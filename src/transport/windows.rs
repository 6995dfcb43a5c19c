//! Windows named pipe backend.
//!
//! Pipes are created in message mode, so reads and writes carry whole
//! messages. A new server instance is created right after each client
//! connects, keeping one instance available for the next client.
//!
//! A message longer than the read buffer fails the read with
//! `ERROR_MORE_DATA`. The handler does not stitch the remainder onto a
//! partial command; it logs the oversized request and closes the connection.
//! Clients refuse to send commands over the limit, so only foreign clients
//! reach this path.

use super::ERROR_PIPE_BUSY;
use std::io;
use std::path::{Path, PathBuf};
use std::time::Duration;
use tokio::net::windows::named_pipe::{
    ClientOptions, NamedPipeClient, NamedPipeServer, PipeMode, ServerOptions,
};
use tokio::time;
use tracing::warn;

pub type ServerStream = NamedPipeServer;
pub type ClientStream = NamedPipeClient;

/// In/out buffer size for each pipe instance
const BUFFER_SIZE: u32 = 4096;

/// Client retries while every instance is busy
const BUSY_RETRIES: u32 = 5;
const BUSY_DELAY: Duration = Duration::from_millis(50);

/// Resolve a channel name to a pipe path.
pub fn endpoint_path(name: &str) -> PathBuf {
    if name.starts_with(r"\\") {
        PathBuf::from(name)
    } else {
        PathBuf::from(format!(r"\\.\pipe\{name}"))
    }
}

fn create_instance(path: &Path, first: bool) -> io::Result<NamedPipeServer> {
    // Instance count is left unlimited.
    ServerOptions::new()
        .first_pipe_instance(first)
        .access_inbound(true)
        .access_outbound(true)
        .pipe_mode(PipeMode::Message)
        .in_buffer_size(BUFFER_SIZE)
        .out_buffer_size(BUFFER_SIZE)
        .reject_remote_clients(true)
        .create(path)
}

/// Pipe instance factory holding the instance the next client will reach.
#[derive(Debug)]
pub struct Listener {
    path: PathBuf,
    pending: Option<NamedPipeServer>,
}

impl Listener {
    /// Create the first pipe instance. Fails if another server owns the name.
    pub fn bind(name: &str) -> io::Result<Self> {
        let path = endpoint_path(name);
        let first = create_instance(&path, true)?;
        Ok(Self {
            path,
            pending: Some(first),
        })
    }

    pub fn path(&self) -> &Path {
        &self.path
    }

    /// Wait for a client on the pending instance.
    ///
    /// A failed instance is discarded; the next call creates a fresh one.
    pub async fn accept(&mut self) -> io::Result<ServerStream> {
        let server = match self.pending.take() {
            Some(server) => server,
            None => create_instance(&self.path, false)?,
        };

        server.connect().await?;

        match create_instance(&self.path, false) {
            Ok(next) => self.pending = Some(next),
            Err(e) => warn!(error = %e, "Failed to prepare next pipe instance"),
        }

        Ok(server)
    }
}

/// Open the client side of the channel.
pub async fn connect(name: &str) -> io::Result<ClientStream> {
    let path = endpoint_path(name);
    let mut attempts = 0;

    loop {
        match ClientOptions::new().pipe_mode(PipeMode::Message).open(&path) {
            Ok(client) => return Ok(client),
            Err(e) if e.raw_os_error() == Some(ERROR_PIPE_BUSY) && attempts < BUSY_RETRIES => {
                attempts += 1;
            }
            Err(e) => return Err(e),
        }

        time::sleep(BUSY_DELAY).await;
    }
}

------------------------------------------------------------

The lines to extract from the data above begin with the line containing "the next client." and end with the line containing "pub async fn accept(&mut". Extract them exactly, including both.

▶ [Response below]:
//! connects, keeping one instance available for the next client.
//!
//! A message longer than the read buffer fails the read with
//! `ERROR_MORE_DATA`. The handler does not stitch the remainder onto a
//! partial command; it logs the oversized request and closes the connection.
//! Clients refuse to send commands over the limit, so only foreign clients
//! reach this path.

use super::ERROR_PIPE_BUSY;
use std::io;
use std::path::{Path, PathBuf};
use std::time::Duration;
use tokio::net::windows::named_pipe::{
    ClientOptions, NamedPipeClient, NamedPipeServer, PipeMode, ServerOptions,
};
use tokio::time;
use tracing::warn;

pub type ServerStream = NamedPipeServer;
pub type ClientStream = NamedPipeClient;

/// In/out buffer size for each pipe instance
const BUFFER_SIZE: u32 = 4096;

/// Client retries while every instance is busy
const BUSY_RETRIES: u32 = 5;
const BUSY_DELAY: Duration = Duration::from_millis(50);

/// Resolve a channel name to a pipe path.
pub fn endpoint_path(name: &str) -> PathBuf {
    if name.starts_with(r"\\") {
        PathBuf::from(name)
    } else {
        PathBuf::from(format!(r"\\.\pipe\{name}"))
    }
}

fn create_instance(path: &Path, first: bool) -> io::Result<NamedPipeServer> {
    // Instance count is left unlimited.
    ServerOptions::new()
        .first_pipe_instance(first)
        .access_inbound(true)
        .access_outbound(true)
        .pipe_mode(PipeMode::Message)
        .in_buffer_size(BUFFER_SIZE)
        .out_buffer_size(BUFFER_SIZE)
        .reject_remote_clients(true)
        .create(path)
}

/// Pipe instance factory holding the instance the next client will reach.
#[derive(Debug)]
pub struct Listener {
    path: PathBuf,
    pending: Option<NamedPipeServer>,
}

impl Listener {
    /// Create the first pipe instance. Fails if another server owns the name.
    pub fn bind(name: &str) -> io::Result<Self> {
        let path = endpoint_path(name);
        let first = create_instance(&path, true)?;
        Ok(Self {
            path,
            pending: Some(first),
        })
    }

    pub fn path(&self) -> &Path {
        &self.path
    }

    /// Wait for a client on the pending instance.
    ///
    /// A failed instance is discarded; the next call creates a fresh one.
    pub async fn accept(&mut self) -> io::Result<ServerStream> {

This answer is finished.